Par son titre, « Le Livre des livres » pose incidemment la question de sa propre existence : qui en est au juste l’auteur, et quel en est exactement le contenu, alors que ce choix nominatif suggère tant l’enquête archéologique littéraire que le Saint des saints religieux, la Bible contenant les canons et savoirs consacrés. En première de couverture, le visuel est non moins énigmatique. Entre ombres et lumières, sur les pentes de collines de papiers et d’ouvrages noircis et illisibles, une poignée d’hommes munis de lampes frontales s’est arrêtée sur une invention extraordinaire ; à leurs pieds git le Graal tant recherché : une couverture blanche, cependant trop éloignée de notre position d’observateur extra diégétique pour que l’on puisse en scruter l’éventuel texte ou illustration. Nous n’en saurons pas plus… À l’intérieur du « Livre des livres », le tout et le rien se dévoilent ainsi à chaque double page : l’offre amusée de Mathieu passe par les titres (« Tempête de fables », « Le Moteur du doute », « La Camisole de farce », « L’Horizon alternatif ») autant que par l’illustration ou le texte, qui contiennent de subtiles allusions à Jorge Luis Borges, George Perec, Eugène Ionesco, Philip K. Dick, Lovecraft, René Magritte…ou Hergé.
Dans les pas des expériences oubapiennes (Ouvroir de bande dessinée potentielle), Mathieu évoquait en ces termes son projet : « C’est un exercice délicat, il s’agit de réduire le livre à une idée, un titre, une image, un court texte figurant au dos, afin que chacun puisse s’approprier les ouvrages.

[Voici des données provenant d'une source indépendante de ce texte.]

use axum::{
    http::StatusCode,
    response::{IntoResponse, Response},
    Json,
};
use sea_orm::error::DbErr;
use sea_orm::SqlErr;
use serde::{Deserialize, Serialize};

fn current_request_id() -> Option<String> {
    crate::tracing::current_request_id().map(|rid| rid.as_str().to_string())
}

/// JSON body returned for every failed request
#[derive(Debug, Serialize, Deserialize)]
pub struct ErrorResponse {
    /// HTTP status category (e.g., "Not Found", "Bad Request")
    pub error: String,
    /// Human-readable error description
    pub message: String,
    #[serde(skip_serializing_if = "Option::is_none")]
    pub details: Option<String>,
    #[serde(skip_serializing_if = "Option::is_none")]
    pub request_id: Option<String>,
    pub timestamp: String,
}

#[derive(Debug, thiserror::Error, Serialize)]
pub enum ServiceError {
    #[error("Database error: {0}")]
    DatabaseError(
        #[from]
        #[serde(skip)]
        sea_orm::error::DbErr,
    ),

    #[error("Not found: {0}")]
    NotFound(String),

    #[error("Validation error: {0}")]
    ValidationError(String),

    #[error("Conflict: {0}")]
    Conflict(String),

    #[error("Insufficient stock: {0}")]
    InsufficientStock(String),

    #[error("External service error: {0}")]
    ExternalServiceError(String),

    #[error("Unauthorized: {0}")]
    Unauthorized(String),

    #[error("Forbidden: {0}")]
    Forbidden(String),

    #[error("Bad request: {0}")]
    BadRequest(String),

    #[error("Serialization error: {0}")]
    SerializationError(String),

    #[error("Internal error: {0}")]
    InternalError(String),

    #[error("Other error: {0}")]
    Other(
        #[from]
        #[serde(skip)]
        anyhow::Error,
    ),
}

impl From<validator::ValidationErrors> for ServiceError {
    fn from(err: validator::ValidationErrors) -> Self {
        ServiceError::ValidationError(err.to_string())
    }
}

impl From<serde_json::Error> for ServiceError {
    fn from(err: serde_json::Error) -> Self {
        ServiceError::SerializationError(err.to_string())
    }
}

impl ServiceError {
    pub fn db_error(error: DbErr) -> Self {
        ServiceError::DatabaseError(error)
    }

    /// Returns the HTTP status code for this error.
    /// This is the single source of truth for error-to-status mapping.
    pub fn status_code(&self) -> StatusCode {
        match self {
            Self::NotFound(_) => StatusCode::NOT_FOUND,
            Self::ValidationError(_) | Self::BadRequest(_) => StatusCode::BAD_REQUEST,
            Self::Unauthorized(_) => StatusCode::UNAUTHORIZED,
            Self::Forbidden(_) => StatusCode::FORBIDDEN,
            Self::Conflict(_) => StatusCode::CONFLICT,
            Self::InsufficientStock(_) => StatusCode::UNPROCESSABLE_ENTITY,
            Self::ExternalServiceError(_) => StatusCode::BAD_GATEWAY,
            Self::DatabaseError(_)
            | Self::SerializationError(_)
            | Self::InternalError(_)
            | Self::Other(_) => StatusCode::INTERNAL_SERVER_ERROR,
        }
    }

    /// Returns the error message suitable for HTTP responses.
    /// Internal errors return generic messages to avoid leaking implementation details.
    pub fn response_message(&self) -> String {
        match self {
            Self::DatabaseError(_) => "Database error".to_string(),
            Self::SerializationError(_) | Self::InternalError(_) | Self::Other(_) => {
                "Internal server error".to_string()
            }
            _ => self.to_string(),
        }
    }
}

/// True when the database rejected a write because of a unique index.
pub fn is_unique_violation(err: &DbErr) -> bool {
    matches!(err.sql_err(), Some(SqlErr::UniqueConstraintViolation(_)))
}

impl IntoResponse for ServiceError {
    fn into_response(self) -> Response {
        let status = self.status_code();
        if status.is_server_error() {
            tracing::error!(error = %self, "request failed");
        }
        let error_message = self.response_message();

        let err = ErrorResponse {
            error: status.canonical_reason().unwrap_or("Error").to_string(),
            message: error_message,
            details: None,
            request_id: current_request_id(),
            timestamp: chrono::Utc::now().to_rfc3339(),
        };

        (status, Json(err)).into_response()
    }
}

#[cfg(test)]
mod tests {
    use super::*;
    use axum::{body::to_bytes, http::StatusCode};

    #[tokio::test]
    async fn service_error_response_includes_request_id() {
        let response =
            crate::tracing::scope_request_id(crate::tracing::RequestId::new("req-123"), async {
                ServiceError::NotFound("missing".into()).into_response()
            })
            .await;
        assert_eq!(response.status(), StatusCode::NOT_FOUND);

        let body = to_bytes(response.into_body(), usize::MAX).await.unwrap();
        let payload: ErrorResponse = serde_json::from_slice(&body).unwrap();
        assert_eq!(payload.request_id.as_deref(), Some("req-123"));
    }

    #[test]
    fn service_error_status_code_mapping() {
        assert_eq!(
            ServiceError::NotFound("x".into()).status_code(),
            StatusCode::NOT_FOUND
        );
        assert_eq!(
            ServiceError::ValidationError("x".into()).status_code(),
            StatusCode::BAD_REQUEST
        );
        assert_eq!(
            ServiceError::Conflict("x".into()).status_code(),
            StatusCode::CONFLICT
        );
        assert_eq!(
            ServiceError::InsufficientStock("x".into()).status_code(),
            StatusCode::UNPROCESSABLE_ENTITY
        );
        assert_eq!(
            ServiceError::ExternalServiceError("x".into()).status_code(),
            StatusCode::BAD_GATEWAY
        );
        assert_eq!(
            ServiceError::Forbidden("x".into()).status_code(),
            StatusCode::FORBIDDEN
        );
        assert_eq!(
            ServiceError::DatabaseError(DbErr::Custom("boom".into())).status_code(),
            StatusCode::INTERNAL_SERVER_ERROR
        );
    }

    #[test]
    fn internal_errors_hide_details() {
        assert_eq!(
            ServiceError::DatabaseError(DbErr::Custom("password=hunter2".into()))
                .response_message(),
            "Database error"
        );
        assert_eq!(
            ServiceError::InternalError("stack".into()).response_message(),
            "Internal server error"
        );
        assert_eq!(
            ServiceError::Conflict("Order cannot be cancelled in status 'shipped'".into())
                .response_message(),
            "Conflict: Order cannot be cancelled in status 'shipped'"
        );
    }
}
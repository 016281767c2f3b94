use std::collections::HashMap;
use std::sync::Arc;

use chrono::Utc;
use rust_decimal::Decimal;
use sea_orm::{
    sea_query::Expr, ActiveModelTrait, ActiveValue::Set, ColumnTrait, ConnectionTrait,
    DatabaseConnection, EntityTrait, QueryFilter, QueryOrder,
};
use serde::{Deserialize, Serialize};
use tracing::{error, info, instrument, warn};
use validator::Validate;

use crate::{
    entities::{category, flower},
    errors::ServiceError,
    payments::round_money,
};

/// Query parameters of the public flower listing
#[derive(Debug, Default, Clone, Deserialize)]
pub struct FlowerFilter {
    pub category: Option<i32>,
    /// `"min-max"`
    pub price: Option<String>,
}

#[derive(Debug, Clone, Deserialize, Validate)]
pub struct NewFlower {
    #[validate(length(min = 1, max = 100, message = "Name must be between 1 and 100 characters"))]
    pub name: String,
    #[validate(length(max = 200))]
    #[serde(default)]
    pub description: String,
    #[validate(custom = "validate_price")]
    pub price: Decimal,
    #[validate(range(min = 0, message = "Stock cannot be negative"))]
    #[serde(default)]
    pub stock: i32,
    pub category_id: Option<i32>,
}

#[derive(Debug, Clone, Deserialize, Validate)]
pub struct NewCategory {
    #[validate(length(min = 1, max = 100, message = "Name must be between 1 and 100 characters"))]
    pub name: String,
    #[validate(length(max = 200))]
    #[serde(default)]
    pub description: String,
}

#[derive(Debug, Clone, Serialize)]
pub struct FlowerView {
    pub id: i32,
    pub name: String,
    pub description: String,
    pub price: Decimal,
    pub stock: i32,
    pub category_id: Option<i32>,
    pub category_name: Option<String>,
}

impl FlowerView {
    fn from_parts(flower: flower::Model, category: Option<category::Model>) -> Self {
        Self {
            id: flower.id,
            name: flower.name,
            description: flower.description,
            price: round_money(flower.price),
            stock: flower.stock,
            category_id: flower.category_id,
            category_name: category.map(|c| c.name),
        }
    }
}

fn validate_price(price: &Decimal) -> Result<(), validator::ValidationError> {
    if price.is_sign_negative() || price.round_dp(2) != *price {
        return Err(validator::ValidationError::new("invalid_price"));
    }
    Ok(())
}

/// Parses `"min-max"` into an inclusive price range.
pub fn parse_price_range(raw: &str) -> Result<(Decimal, Decimal), ServiceError> {
    let invalid = || ServiceError::ValidationError(format!("Invalid price range: {}", raw));
    let (min, max) = raw.trim().split_once('-').ok_or_else(invalid)?;
    let min: Decimal = min.trim().parse().map_err(|_| invalid())?;
    let max: Decimal = max.trim().parse().map_err(|_| invalid())?;
    if min > max {
        return Err(invalid());
    }
    Ok((min, max))
}

/// Catalog reads and the stock counters the order core mutates.
#[derive(Clone)]
pub struct CatalogService {
    db: Arc<DatabaseConnection>,
}

impl CatalogService {
    pub fn new(db: Arc<DatabaseConnection>) -> Self {
        Self { db }
    }

    #[instrument(skip(self))]
    pub async fn list_flowers(&self, filter: FlowerFilter) -> Result<Vec<FlowerView>, ServiceError> {
        let mut query = flower::Entity::find().find_also_related(category::Entity);

        if let Some(category_id) = filter.category {
            query = query.filter(flower::Column::CategoryId.eq(category_id));
        }
        if let Some(range) = filter.price.as_deref().filter(|r| !r.trim().is_empty()) {
            let (min, max) = parse_price_range(range)?;
            query = query.filter(flower::Column::Price.between(min, max));
        }

        let rows = query
            .order_by_asc(flower::Column::Id)
            .all(&*self.db)
            .await
            .map_err(|e| {
                error!(error = %e, "Failed to list flowers");
                ServiceError::DatabaseError(e)
            })?;

        Ok(rows
            .into_iter()
            .map(|(flower, category)| FlowerView::from_parts(flower, category))
            .collect())
    }

    /// Single flower with its category name.
    pub async fn flower_detail(&self, id: i32) -> Result<FlowerView, ServiceError> {
        let (flower, category) = flower::Entity::find_by_id(id)
            .find_also_related(category::Entity)
            .one(&*self.db)
            .await
            .map_err(ServiceError::db_error)?
            .ok_or_else(|| ServiceError::NotFound(format!("Flower {} not found", id)))?;
        Ok(FlowerView::from_parts(flower, category))
    }

    #[instrument(skip(self, input), fields(name = %input.name))]
    pub async fn create_flower(&self, input: NewFlower) -> Result<FlowerView, ServiceError> {
        input.validate()?;

        let category = match input.category_id {
            Some(id) => Some(
                category::Entity::find_by_id(id)
                    .one(&*self.db)
                    .await
                    .map_err(ServiceError::db_error)?
                    .ok_or_else(|| ServiceError::NotFound(format!("Category {} not found", id)))?,
            ),
            None => None,
        };

        let model = flower::ActiveModel {
            name: Set(input.name),
            description: Set(input.description),
            price: Set(input.price),
            stock: Set(input.stock),
            category_id: Set(input.category_id),
            created_at: Set(Utc::now()),
            ..Default::default()
        }
        .insert(&*self.db)
        .await
        .map_err(|e| {
            error!(error = %e, "Failed to create flower");
            ServiceError::DatabaseError(e)
        })?;

        info!(flower_id = model.id, "Flower created");
        Ok(FlowerView::from_parts(model, category))
    }

    pub async fn list_categories(&self) -> Result<Vec<category::Model>, ServiceError> {
        category::Entity::find()
            .order_by_asc(category::Column::Id)
            .all(&*self.db)
            .await
            .map_err(ServiceError::db_error)
    }

    #[instrument(skip(self, input), fields(name = %input.name))]
    pub async fn create_category(&self, input: NewCategory) -> Result<category::Model, ServiceError> {
        input.validate()?;

        let exists = category::Entity::find()
            .filter(category::Column::Name.eq(input.name.as_str()))
            .one(&*self.db)
            .await
            .map_err(ServiceError::db_error)?;
        if exists.is_some() {
            return Err(ServiceError::Conflict(format!(
                "Category {} already exists",
                input.name
            )));
        }

        let model = category::ActiveModel {
            name: Set(input.name),
            description: Set(input.description),
            ..Default::default()
        }
        .insert(&*self.db)
        .await
        .map_err(ServiceError::db_error)?;

        info!(category_id = model.id, "Category created");
        Ok(model)
    }

    /// Batch lookup keyed by id. Unknown ids are absent from the result.
    pub async fn get_items_by_ids<C: ConnectionTrait>(
        conn: &C,
        ids: &[i32],
    ) -> Result<HashMap<i32, flower::Model>, ServiceError> {
        if ids.is_empty() {
            return Ok(HashMap::new());
        }

        let flowers = flower::Entity::find()
            .filter(flower::Column::Id.is_in(ids.iter().copied()))
            .all(conn)
            .await
            .map_err(|e| {
                error!(error = %e, "Catalog batch lookup failed");
                ServiceError::DatabaseError(e)
            })?;

        Ok(flowers.into_iter().map(|f| (f.id, f)).collect())
    }

    /// Decrements stock only if enough units remain. Concurrent reservations
    /// of the same flower serialize on the row.
    pub async fn reserve_stock<C: ConnectionTrait>(
        conn: &C,
        flower: &flower::Model,
        quantity: i32,
    ) -> Result<(), ServiceError> {
        let result = flower::Entity::update_many()
            .col_expr(
                flower::Column::Stock,
                Expr::col(flower::Column::Stock).sub(quantity),
            )
            .filter(flower::Column::Id.eq(flower.id))
            .filter(flower::Column::Stock.gte(quantity))
            .exec(conn)
            .await
            .map_err(ServiceError::db_error)?;

        if result.rows_affected == 0 {
            warn!(flower_id = flower.id, quantity, "Insufficient stock");
            return Err(ServiceError::InsufficientStock(format!(
                "Not enough stock for {} (requested {})",
                flower.name, quantity
            )));
        }
        Ok(())
    }

    pub async fn release_stock<C: ConnectionTrait>(
        conn: &C,
        flower_id: i32,
        quantity: i32,
    ) -> Result<(), ServiceError> {
        flower::Entity::update_many()
            .col_expr(
                flower::Column::Stock,
                Expr::col(flower::Column::Stock).add(quantity),
            )
            .filter(flower::Column::Id.eq(flower_id))
            .exec(conn)
            .await
            .map_err(ServiceError::db_error)?;
        Ok(())
    }
}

Ce sont des invitations au voyage ». Dans le cadre de cet article, l’auteur explique également « En deux mots, le « Livre des livres » est un hommage à plusieurs facettes : un hommage d’abord à toutes ces idées qui sont autant de germes de livres, mais que nous ne pourrons pas développer, soit qu’elles restent naines et précieuses dans leur aspect de graine, soit qu’elles ne bénéficieront pas du temps nécessaire à les développer. Un hommage ensuite aux livres en général, et au livre en particulier, un clin d’Å“il à certaines maisons d’édition… Un hommage enfin aux auteurs, littéraires et de bandes dessinées, qui m’ont enchanté et m’enchantent encore. Voilà ce qu’il faudrait surtout faire passer… « Le Livre des livres » est donc une récréation, mais avec des accents de révérence ! »
N’en disons pas plus : « Le Livre des livres » mérite que l’on tourne ses pages, que l’on se perde dans les méandres, les pistes, les liens et les échos dressés entre l’album et l’ensemble de la Littérature mondiale. Une invitation par le non sens à la lecture, qui fait excellemment sens.